ME3600X/ME3800X Buffer Oversubscription

On the ME3600s/ME3800s buffers can be allocated at the port level, the VLAN level and the class level (in that order). So nesting class-map and policy-map configurations can be used to push the queue increases right down to the class level (see config below). Below is an example that can set the queue-limit to 100 percent for each class for each customer on the same port. Technically this is oversubscribed as any typical service provider operates with regards to bandwidth so buffers need to be either plentiful to accommodate the bandwidth oversubscription or, oversubscribe the buffers themselves (In this respect, consider "queue-limit percent" to be for queue/buffer resources what PIR is for bandwidth i.e. sum of PIRs of queues on a port can exceed port's PIR). "queue-limit percent" provides flexibility, while absolute queue-limit provides determinism i.e. a specific bound of burst-tolerance per-queue.

Using the nested "branch" and "leaf" polices one can oversubscribe the queues right down at the class level for every class. The internal buffer resource allocator will grow the queue size dynamically (when using the "queue-limit X percent" command), live as traffic passes through the switch as the buffers are required, then free that assigned memory and return it back to the shared memory pool when unused. ME3600X-24FS/24TS have two "niles" ASICs, one for the 24x1G ports and one for the 2x10G ports. Both have 22MBs of memory on them less 4MBs on each for ECC leaves 18MBs on each ASIC for buffers. ME3800X-24FS have two "nile" ASICs also, one ASIC for the 24x 1G ports and one ASIC for the 2x10G ports. Both have 176MBs of memory on them less 30MBs for ECC leaves 146Mbs on each ASIC for buffers.
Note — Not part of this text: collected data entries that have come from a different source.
// Copyright 2025 AgentReplay (https://github.com/agentreplay)
//
// This program is free software: you can redistribute it and/or modify
// it under the terms of the GNU Affero General Public License as published by
// the Free Software Foundation, either version 3 of the License, or
// (at your option) any later version.
//
// This program is distributed in the hope that it will be useful,
// but WITHOUT ANY WARRANTY; without even the implied warranty of
// MERCHANTABILITY or FITNESS FOR A PARTICULAR PURPOSE. See the
// GNU Affero General Public License for more details.
//
// You should have received a copy of the GNU Affero General Public License
// along with this program. If not, see <https://www.gnu.org/licenses/>.

//! Evaluation datasets loaded from JSON Lines files.

use serde::{Deserialize, Serialize};
use serde_json::{Map, Value};
use std::path::Path;
use thiserror::Error;

/// Field every dataset row must carry: the prompt sent to the target.
pub const PROMPT_FIELD: &str = "chat_input";

/// Errors raised while loading a dataset
#[derive(Debug, Error)]
pub enum DatasetError {
    #[error("Failed to read dataset {path}: {source}")]
    Io {
        path: String,
        #[source]
        source: std::io::Error,
    },

    #[error("Line {line}: invalid JSON: {source}")]
    Json {
        line: usize,
        #[source]
        source: serde_json::Error,
    },

    #[error("Line {line}: expected a JSON object")]
    NotAnObject { line: usize },

    #[error("Line {line}: {source}")]
    InvalidRow {
        line: usize,
        #[source]
        source: RowError,
    },
}

/// Why a record cannot be used as a dataset row
#[derive(Debug, Clone, Copy, PartialEq, Eq, Error)]
pub enum RowError {
    #[error("missing required field `chat_input`")]
    MissingPrompt,

    #[error("field `chat_input` must be a string")]
    PromptNotString,
}

/// A single record of the evaluation dataset
///
/// Rows are read-only once loaded. Values keep their JSON type so the target
/// receives exactly what the file contained.
#[derive(Debug, Clone, PartialEq, Serialize, Deserialize)]
#[serde(transparent)]
pub struct DatasetRow {
    fields: Map<String, Value>,
}

impl DatasetRow {
    /// Build a row, rejecting records whose prompt is absent or not a string
    pub fn new(fields: Map<String, Value>) -> Result<Self, RowError> {
        match fields.get(PROMPT_FIELD) {
            None => return Err(RowError::MissingPrompt),
            Some(Value::String(_)) => {}
            Some(_) => return Err(RowError::PromptNotString),
        }
        Ok(Self { fields })
    }

    pub fn get(&self, field: &str) -> Option<&Value> {
        self.fields.get(field)
    }

    /// The prompt text. Always present for rows built through [`DatasetRow::new`].
    pub fn chat_input(&self) -> Option<&str> {
        self.fields.get(PROMPT_FIELD).and_then(Value::as_str)
    }

    pub fn fields(&self) -> &Map<String, Value> {
        &self.fields
    }
}

/// An ordered collection of dataset rows
#[derive(Debug, Clone, Default, PartialEq)]
pub struct Dataset {
    rows: Vec<DatasetRow>,
}

impl Dataset {
    pub fn new(rows: Vec<DatasetRow>) -> Self {
        Self { rows }
    }

    /// Load a JSON Lines file; one object per non-blank line
    pub fn from_jsonl_path(path: impl AsRef<Path>) -> Result<Self, DatasetError> {
        let path = path.as_ref();
        let content = std::fs::read_to_string(path).map_err(|source| DatasetError::Io {
            path: path.display().to_string(),
            source,
        })?;
        Self::from_jsonl_str(&content)
    }

    /// Parse JSON Lines content. Line numbers in errors are 1-based.
    pub fn from_jsonl_str(content: &str) -> Result<Self, DatasetError> {
        let mut rows = Vec::new();

        for (idx, line) in content.lines().enumerate() {
            let line_no = idx + 1;
            let trimmed = line.trim();
            if trimmed.is_empty() {
                continue;
            }

            let value: Value = serde_json::from_str(trimmed).map_err(|source| DatasetError::Json {
                line: line_no,
                source,
            })?;

            let Value::Object(fields) = value else {
                return Err(DatasetError::NotAnObject { line: line_no });
            };

            let row = DatasetRow::new(fields).map_err(|source| DatasetError::InvalidRow {
                line: line_no,
                source,
            })?;
            rows.push(row);
        }

        Ok(Self { rows })
    }

    pub fn rows(&self) -> &[DatasetRow] {
        &self.rows
    }

    pub fn len(&self) -> usize {
        self.rows.len()
    }

    pub fn is_empty(&self) -> bool {
        self.rows.is_empty()
    }
}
At present the maximum buffer size any class can be assigned is as follows;

LAB-3800(config-pmap-c)#queue-limit ?
in bytes, in us, in packets by default

819200 bytes is 8MBs, when tested with a 10G link to ME3600 and 100Mbps link to the end site, with no queue-limit configured tail drops were present. When configured with 1MB of queues tail drops were partially reduced. 2MBs had tail drops but less of them. 3MBs or 4MBs would have removed the tail drops completely probably but it’s easier to switch “100%” instead, otherwise each customer scenario would require testing any assigning the correct queue-limit each time. It would be the same as just configuring 8MBs everywhere but when the giant queue size isn't needed one doesn’t want to introduce any unnecessary latency.
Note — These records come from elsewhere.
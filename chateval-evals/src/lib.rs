// Copyright 2025 AgentReplay (https://github.com/agentreplay)
//
// This program is free software: you can redistribute it and/or modify
// it under the terms of the GNU Affero General Public License as published by
// the Free Software Foundation, either version 3 of the License, or
// (at your option) any later version.
//
// This program is distributed in the hope that it will be useful,
// but WITHOUT ANY WARRANTY; without even the implied warranty of
// MERCHANTABILITY or FITNESS FOR A PARTICULAR PURPOSE. See the
// GNU Affero General Public License for more details.
//
// You should have received a copy of the GNU Affero General Public License
// along with this program. If not, see <https://www.gnu.org/licenses/>.

//! # Chateval Evaluation Framework
//!
//! Evaluates a conversational target against a dataset of prompts.
//!
//! ## Features
//!
//! - **Metric registry**: a closed, static table binding each metric's
//!   evaluator arguments to dataset fields, target output fields or literals
//! - **Built-in evaluators**: coherence, fluency, groundedness, relevance,
//!   similarity (LLM-as-judge), token F1, composite QA, latency
//! - **Latency instrumentation**: opt-in wrapper that times only the target call
//! - **Tabular results**: one row per dataset record, JSON Lines output
//!
//! ## Example
//!
//! ```rust,ignore
//! use chateval_evals::{EvaluationRunner, HttpTarget, RunRequest};
//! use std::sync::Arc;
//!
//! #[tokio::main]
//! async fn main() -> anyhow::Result<()> {
//!     let runner = EvaluationRunner::from_model_config(&model_config)?;
//!     let target = Arc::new(HttpTarget::new("http://localhost:8080/chat"));
//!
//!     let request = RunRequest::new("nightly", "data/eval.jsonl", ["coherence", "latency"]);
//!     let (result, table) = runner.evaluate(target, &request).await?;
//!     println!("{:?}", result.metrics);
//!     println!("{table}");
//!     Ok(())
//! }
//! ```

use async_trait::async_trait;
use chateval_core::{ConfigError, DatasetError};
use serde::{Deserialize, Serialize};
use serde_json::Value;
use std::collections::BTreeMap;
use thiserror::Error;

pub mod binding;
pub mod evaluators;
pub mod latency;
pub mod llm_client;
pub mod registry;
pub mod runner;
pub mod table;
pub mod target;

pub use binding::{resolve_arguments, Binding, Source};
pub use chateval_core::{EvalScores, MetricValue};
pub use latency::{instrument, LatencyTarget, LATENCY_FIELD};
pub use llm_client::{AzureOpenAIClient, LLMClient, LLMError, LLMResponse, TokenUsage};
pub use registry::{
    descriptor, resolve_metrics, Metric, MetricDescriptor, MetricPlan, PlannedMetric,
};
pub use runner::{EvaluationResult, EvaluationRunner, RunRequest};
pub use table::{materialize, ResultTable};
pub use target::{FnTarget, HttpTarget, Target, TargetError};

/// Arguments handed to an evaluator, keyed by argument name
pub type EvalArgs = BTreeMap<String, Value>;

/// Core trait that all evaluators must implement
#[async_trait]
pub trait Evaluator: Send + Sync {
    /// Unique identifier for this evaluator (e.g., "coherence_v1")
    fn id(&self) -> &str;

    /// Argument names this evaluator reads; every one must be bound
    fn required_args(&self) -> &[&'static str];

    /// Score a single row from its bound arguments
    async fn evaluate(&self, args: &EvalArgs) -> Result<EvalScores, EvalError>;

    /// Metadata about this evaluator (name, version, costs, etc.)
    fn metadata(&self) -> EvaluatorMetadata;
}

/// Metadata about an evaluator
#[derive(Debug, Clone, Serialize, Deserialize)]
pub struct EvaluatorMetadata {
    /// Human-readable name
    pub name: String,

    /// Version string (e.g., "1.0.0")
    pub version: String,

    /// Description of what this evaluator does
    pub description: String,

    /// Whether the evaluator calls the judge model
    pub uses_judge: bool,

    /// Tags for categorization
    pub tags: Vec<String>,
}

/// Errors that can occur during evaluation
#[derive(Debug, Error)]
pub enum EvalError {
    #[error("Unknown metric: {0}")]
    UnknownMetric(String),

    #[error("Row {row}: metric `{metric}` needs `{argument}` from {binding}, which is missing")]
    MissingField {
        row: usize,
        metric: String,
        argument: String,
        binding: String,
    },

    #[error("Missing required argument: {0}")]
    MissingArgument(String),

    #[error("Row {row}: target failed: {source}")]
    TargetFailed {
        row: usize,
        #[source]
        source: TargetError,
    },

    #[error("Row {row}: evaluator `{metric}` failed: {source}")]
    EvaluatorFailed {
        row: usize,
        metric: String,
        #[source]
        source: Box<EvalError>,
    },

    #[error("LLM client error: {0}")]
    LLMClientError(String),

    #[error("Invalid input: {0}")]
    InvalidInput(String),

    #[error("Dataset error: {0}")]
    Dataset(#[from] DatasetError),

    #[error("Configuration error: {0}")]
    Config(#[from] ConfigError),

    #[error("IO error: {0}")]
    Io(#[from] std::io::Error),

    #[error("JSON error: {0}")]
    Json(#[from] serde_json::Error),
}

impl From<LLMError> for EvalError {
    fn from(err: LLMError) -> Self {
        EvalError::LLMClientError(err.to_string())
    }
}

/// Read an argument as text. Lists (e.g. retrieved context chunks) are
/// joined with newlines; other non-string values use their JSON form.
pub fn arg_text(args: &EvalArgs, name: &str) -> Result<String, EvalError> {
    let value = args
        .get(name)
        .ok_or_else(|| EvalError::MissingArgument(name.to_string()))?;

    Ok(match value {
        Value::String(s) => s.clone(),
        Value::Array(items) => items
            .iter()
            .map(|item| match item {
                Value::String(s) => s.clone(),
                other => other.to_string(),
            })
            .collect::<Vec<_>>()
            .join("\n"),
        other => other.to_string(),
    })
}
Setting the queue limit based on time doesn't seem like a massively better option either. The max of 512000us is half a second (500ms) so a more ideal approach is that if one can avoid the additional buffering when it's not needed (i.e. 3MBs might have covered the switch for stepping 10Gbps down to 100Mbps so configuring 4MBs or more might cause the buffer to fill further than 3MBs before the packets are released) and still prevent the queue drops then that is best, pushing out "queue-limit 100 percent" configuration so that buffers are grown as needed and then shrunk again has worked.

class NC-QG
  bandwidth percent 2
  queue-limit percent 100
  police cir percent 10
   conform-action transmit
   exceed-action drop
  queue-limit percent 100
class APP-1-QG
  bandwidth percent 22
  queue-limit percent 100
class APP-2-QG
  bandwidth percent 24
  queue-limit percent 100
class APP-4-QG
  bandwidth percent 5
  queue-limit percent 100
class APP-3-QG
  bandwidth percent 12
  queue-limit percent 100
class class-default
  bandwidth percent 25
  queue-limit percent 100

class-map match-any CUST1-VLANs
 match vlan 100
 match vlan 200

class-map match-any CUST2-VLANs
 match vlan 300
 match vlan 300

! Applying this policy to a port, that matches based on VLAN and not DSCP for example
! directly at the port level, means this policy map exists at the VLAN level
! so it's child policy will match at the class-level (Port queues > VLAN queues > class queues) class CUST1-VLANs shape average 100000000 service-policy CPE-QOS-OUT-QUEUE-TEST class CUST2-VLANs shape average 200000000 service-policy CPE-QOS-OUT-QUEUE-TEST interface GigabitEthernet0/1 description Customer Tail-Circuit Aggregation switchport trunk allowed vlan none switchport mode trunk service-policy output CPE-QOS-SHAPE-CUSTOMERS service instance 100 ethernet description Cust1 VLAN 100 encapsulation dot1q 100 rewrite ingress tag pop 1 symmetric bridge-domain 100 ! service instance 200 ethernet description Cust1 VLAN 200 encapsulation dot1q 200 rewrite ingress tag pop 1 symmetric bridge-domain 200 ! service instance 300 ethernet description Cust2 VLAN 300 encapsulation dot1q 300 rewrite ingress tag pop 1 symmetric bridge-domain 300 ! service instance 400 ethernet description Cust2 VLAN 400 encapsulation dot1q 400 rewrite ingress tag pop 1 symmetric bridge-domain 400

The following configuration fails to increase the queue-limit for individual traffic classes below the VLAN level because the parent policy simply matches "class-default" so this is assumed by the switch to be a port level policy.

policy-map PARENT
 class class-default
  ! Class default is being assumed at the port level, so it's child will
  ! only be the second level which is the VLAN level
  shape average 5000000
  service-policy CHILD

policy-map CHILD
 class class-default
  ! So here the switch thinks we are trying to rise the queue for class-default at the port
  ! VLAN level
  queue-limit 512 packets

interface GigabitEthernet0/5
 switchport trunk allowed vlan none
 switchport mode trunk

 service instance 20 ethernet
  encapsulation dot1q 20
  rewrite ingress tag pop 1 symmetric
  bridge-domain 20

S1(config)#interface GigabitEthernet0/5
S1(config-if-srv)#service-policy output PARENT
QOS: queue-limit command not supported in non-leaf classes
QoS: Policy attachment failed for policymap PARENT
%QOSMGR-3-QLIMIT_LEVEL_ERROR: Qlimit command not supported in non-leaf classes

A branched hierarchy of policies is required when using QoS and EVCs that uses the following structure, as per the working example above, to push the changes down to the bottom of the port > VLAN > class tree:

policy-map root
class class-default
   service-policy logical

 Policy Map logical
    Class class-default
      service-policy leaf

 Policy Map leaf
    Class class-default
      queue-limit percent 100